Although the workshop did not result in a proposed overall approach for measuring data quality, many of the participants indicated that they would be interested in joining a data quality network to discuss these issues further. The network has recently been launched and will act as an international forum for discussion, aiming, through participation from different user groups, to develop a comprehensive, robust, integrated and widely used approach to measuring and delivering data quality across all aspects of EHRs (the reader is encourage to contact the authors or further information about the network).

5 Conclusions

The issue of understanding data quality could not be more pertinent given the context of ‘Big’ healthcare data. Within England CPRD is the data service for healthcare research and has access to 10 % of the UK population at the primary care data level. It sits within a broader governmental project to make the entire health care data set available for use for the improvement of public health understanding and clinical research and delivery as well as surveillance. The principle component of this activity is a project from NHS England to gain access to primary care records from all General Practices in England, known as Care.Data [47]. Given this and increasing access to linkable data sets a key and full understanding of data quality within data sets from different platforms and collected for different purposes using different paradigms is central to use of this data for research and allied activities.

Furthermore, in the epidemiology and pharmacoepidemiology arena a growing number of projects are being developed to utilise big data from different global settings to answer key questions on drug safety for example. Projects such as OMOP (Observational Medical Outcomes Partnership) [48], OHDSI (Observational Health Data Sciences and Informatics) [49] and IMEDS (Innovation in Medical Evidence Development and Surveillance) [50] utilise disparate data sets in a common data model. The appropriateness of this approach needs to carefully consider the relative data quality aspects of each component data source.

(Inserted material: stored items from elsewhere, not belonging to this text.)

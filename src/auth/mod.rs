pub mod jwt;

use uuid::Uuid;

/// Authenticated caller, injected into request extensions by the auth
/// middleware. Handlers take the acting user from here, never from the
/// request body.
#[derive(Clone, Copy, Debug)]
pub struct CurrentUser {
    pub id: Uuid,
}
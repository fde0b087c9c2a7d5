use crate::core::errors::LedgerError;
use crate::core::models::{
    entry::{EntryKind, LedgerEntry},
    goal::Goal,
    split_group::SplitGroup,
    user::User,
};
use crate::infrastructure::storage::{EntryOp, GoalOp, LedgerCommit, Storage};
use async_trait::async_trait;
use std::collections::HashMap;
use std::sync::Arc;
use tokio::sync::RwLock;
use uuid::Uuid;

#[derive(Clone, Default)]
pub struct InMemoryStorage {
    users: Arc<RwLock<HashMap<Uuid, User>>>,
    expenses: Arc<RwLock<HashMap<Uuid, LedgerEntry>>>,
    incomes: Arc<RwLock<HashMap<Uuid, LedgerEntry>>>,
    goals: Arc<RwLock<HashMap<Uuid, Goal>>>,
    groups: Arc<RwLock<HashMap<Uuid, SplitGroup>>>,
}

impl InMemoryStorage {
    pub fn new() -> Self {
        InMemoryStorage::default()
    }

    fn entry_map(&self, kind: EntryKind) -> &Arc<RwLock<HashMap<Uuid, LedgerEntry>>> {
        match kind {
            EntryKind::Expense => &self.expenses,
            EntryKind::Income => &self.incomes,
        }
    }
}

#[async_trait]
impl Storage for InMemoryStorage {
    async fn create_user(&self, user: User) -> Result<User, LedgerError> {
        let mut users = self.users.write().await;
        if users.values().any(|u| u.email == user.email) {
            return Err(LedgerError::EmailAlreadyRegistered(user.email));
        }
        users.insert(user.id, user.clone());
        Ok(user)
    }

    async fn get_user(&self, user_id: Uuid) -> Result<Option<User>, LedgerError> {
        let users = self.users.read().await;
        Ok(users.get(&user_id).cloned())
    }

    async fn get_user_by_email(&self, email: &str) -> Result<Option<User>, LedgerError> {
        let users = self.users.read().await;
        Ok(users.values().find(|u| u.email == email).cloned())
    }

    async fn find_user_by_identifier(
        &self,
        identifier: &str,
    ) -> Result<Option<User>, LedgerError> {
        let users = self.users.read().await;
        Ok(users
            .values()
            .find(|u| u.matches_identifier(identifier))
            .cloned())
    }

    async fn save_user(&self, user: User) -> Result<(), LedgerError> {
        let mut users = self.users.write().await;
        users.insert(user.id, user);
        Ok(())
    }

    async fn get_entry(
        &self,
        kind: EntryKind,
        entry_id: Uuid,
        user_id: Uuid,
    ) -> Result<Option<LedgerEntry>, LedgerError> {
        let entries = self.entry_map(kind).read().await;
        Ok(entries
            .get(&entry_id)
            .filter(|e| e.user_id == user_id)
            .cloned())
    }

    async fn entries_for_user(
        &self,
        kind: EntryKind,
        user_id: Uuid,
    ) -> Result<Vec<LedgerEntry>, LedgerError> {
        let entries = self.entry_map(kind).read().await;
        Ok(entries
            .values()
            .filter(|e| e.user_id == user_id)
            .cloned()
            .collect())
    }

    async fn entries_for_goal(
        &self,
        user_id: Uuid,
        goal_id: Uuid,
    ) -> Result<Vec<LedgerEntry>, LedgerError> {
        let expenses = self.expenses.read().await;
        Ok(expenses
            .values()
            .filter(|e| e.user_id == user_id && e.goal_id == Some(goal_id))
            .cloned()
            .collect())
    }

    async fn get_goal(&self, goal_id: Uuid, user_id: Uuid) -> Result<Option<Goal>, LedgerError> {
        let goals = self.goals.read().await;
        Ok(goals
            .get(&goal_id)
            .filter(|g| g.user_id == user_id)
            .cloned())
    }

    async fn goals_for_user(&self, user_id: Uuid) -> Result<Vec<Goal>, LedgerError> {
        let goals = self.goals.read().await;
        Ok(goals
            .values()
            .filter(|g| g.user_id == user_id)
            .cloned()
            .collect())
    }

    async fn save_goal(&self, goal: Goal) -> Result<(), LedgerError> {
        let mut goals = self.goals.write().await;
        goals.insert(goal.id, goal);
        Ok(())
    }

    async fn save_group(&self, group: SplitGroup) -> Result<(), LedgerError> {
        let mut groups = self.groups.write().await;
        groups.insert(group.id, group);
        Ok(())
    }

    async fn get_group(&self, group_id: Uuid) -> Result<Option<SplitGroup>, LedgerError> {
        let groups = self.groups.read().await;
        Ok(groups.get(&group_id).cloned())
    }

    async fn groups_created_by(&self, user_id: Uuid) -> Result<Vec<SplitGroup>, LedgerError> {
        let groups = self.groups.read().await;
        Ok(groups
            .values()
            .filter(|g| g.creator_id == user_id)
            .cloned()
            .collect())
    }

    async fn groups_with_participant(
        &self,
        user_id: Uuid,
    ) -> Result<Vec<SplitGroup>, LedgerError> {
        let groups = self.groups.read().await;
        Ok(groups
            .values()
            .filter(|g| g.has_participant(user_id))
            .cloned()
            .collect())
    }

    async fn commit(&self, commit: LedgerCommit) -> Result<(), LedgerError> {
        // All write locks taken up front, always in the same order, so the
        // commit lands as one unit and never interleaves with another.
        let mut users = self.users.write().await;
        let mut expenses = self.expenses.write().await;
        let mut incomes = self.incomes.write().await;
        let mut goals = self.goals.write().await;

        for op in commit.entry_ops {
            match op {
                EntryOp::Put(entry) => {
                    let map = match entry.kind {
                        EntryKind::Expense => &mut expenses,
                        EntryKind::Income => &mut incomes,
                    };
                    map.insert(entry.id, entry);
                }
                EntryOp::Delete { kind, id } => {
                    let map = match kind {
                        EntryKind::Expense => &mut expenses,
                        EntryKind::Income => &mut incomes,
                    };
                    map.remove(&id);
                }
            }
        }
        if let Some(op) = commit.goal_op {
            match op {
                GoalOp::Put(goal) => {
                    goals.insert(goal.id, goal);
                }
                GoalOp::Delete(goal_id) => {
                    goals.remove(&goal_id);
                }
            }
        }
        users.insert(commit.user.id, commit.user);
        Ok(())
    }
}
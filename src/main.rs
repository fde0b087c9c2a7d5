use axum::{Router, routing::get};
use fintrack::api::{ApiDoc, api_routes};
use fintrack::auth::jwt::JwtService;
use fintrack::config::CONFIG;
use fintrack::core::services::LedgerService;
use fintrack::infrastructure::{
    analytics::in_memory::InMemoryAnalytics, notify::in_memory::InMemoryNotifier,
    storage::in_memory::InMemoryStorage,
};
use http::header;
use std::net::SocketAddr;
use std::sync::Arc;
use std::time::Duration;
use tower_http::{
    compression::CompressionLayer,
    cors::{Any, CorsLayer},
    timeout::TimeoutLayer,
    trace::TraceLayer,
};
use tracing::info;
use utoipa::OpenApi;
use utoipa_swagger_ui::SwaggerUi;

#[tokio::main]
async fn main() -> Result<(), Box<dyn std::error::Error>> {
    // Initialize tracing
    tracing_subscriber::fmt()
        .with_env_filter(CONFIG.log_level.as_str())
        .init();

    // Initialize storage and side channels
    let storage = InMemoryStorage::new();
    let notifier = InMemoryNotifier::new();
    let analytics = InMemoryAnalytics::new();
    let jwt = JwtService::new(CONFIG.jwt_secret.clone(), CONFIG.jwt_expiry_hours);
    let service = Arc::new(LedgerService::new(storage, notifier, analytics, jwt));

    // Define API routes
    let app = Router::new()
        // add / route with a simple health check
        .route("/", get(|| async { "OK" }))
        .nest("/api", api_routes(service))
        .merge(SwaggerUi::new("/docs").url("/api-docs/openapi.json", ApiDoc::openapi()))
        .layer(CompressionLayer::new()) // Gzip compression
        .layer(TimeoutLayer::new(Duration::from_secs(30))) // 30-second timeout
        .layer(
            CorsLayer::new()
                .allow_origin(Any)
                .allow_methods([
                    http::Method::GET,
                    http::Method::POST,
                    http::Method::PUT,
                    http::Method::PATCH,
                    http::Method::DELETE,
                ])
                .allow_headers([header::CONTENT_TYPE, header::AUTHORIZATION]),
        )
        .layer(TraceLayer::new_for_http()); // Request tracing

    // Start server
    let addr = SocketAddr::from(([127, 0, 0, 1], CONFIG.port));
    info!("Server running at http://{}", addr);
    info!("API docs available at http://{}/docs", addr);
    let listener = tokio::net::TcpListener::bind(addr).await?;
    axum::serve(listener, app).await?;

    Ok(())
}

Another focus of this chapter has been to convey the importance of collaboration in mapping out such an extensive and dynamic field, pursued here with the launch of a data quality network to facilitate the sharing of ideas. Understanding the requirements of and the demands upon clinicians must be central to addressing quality issues in EHRs so as to be able to implement procedures that can realistically support data recording to facilitate patient management directly as well as to increase the capacity for research into cutting edge therapeutic and general patient care supporting longer term sustainability of the healthcare system.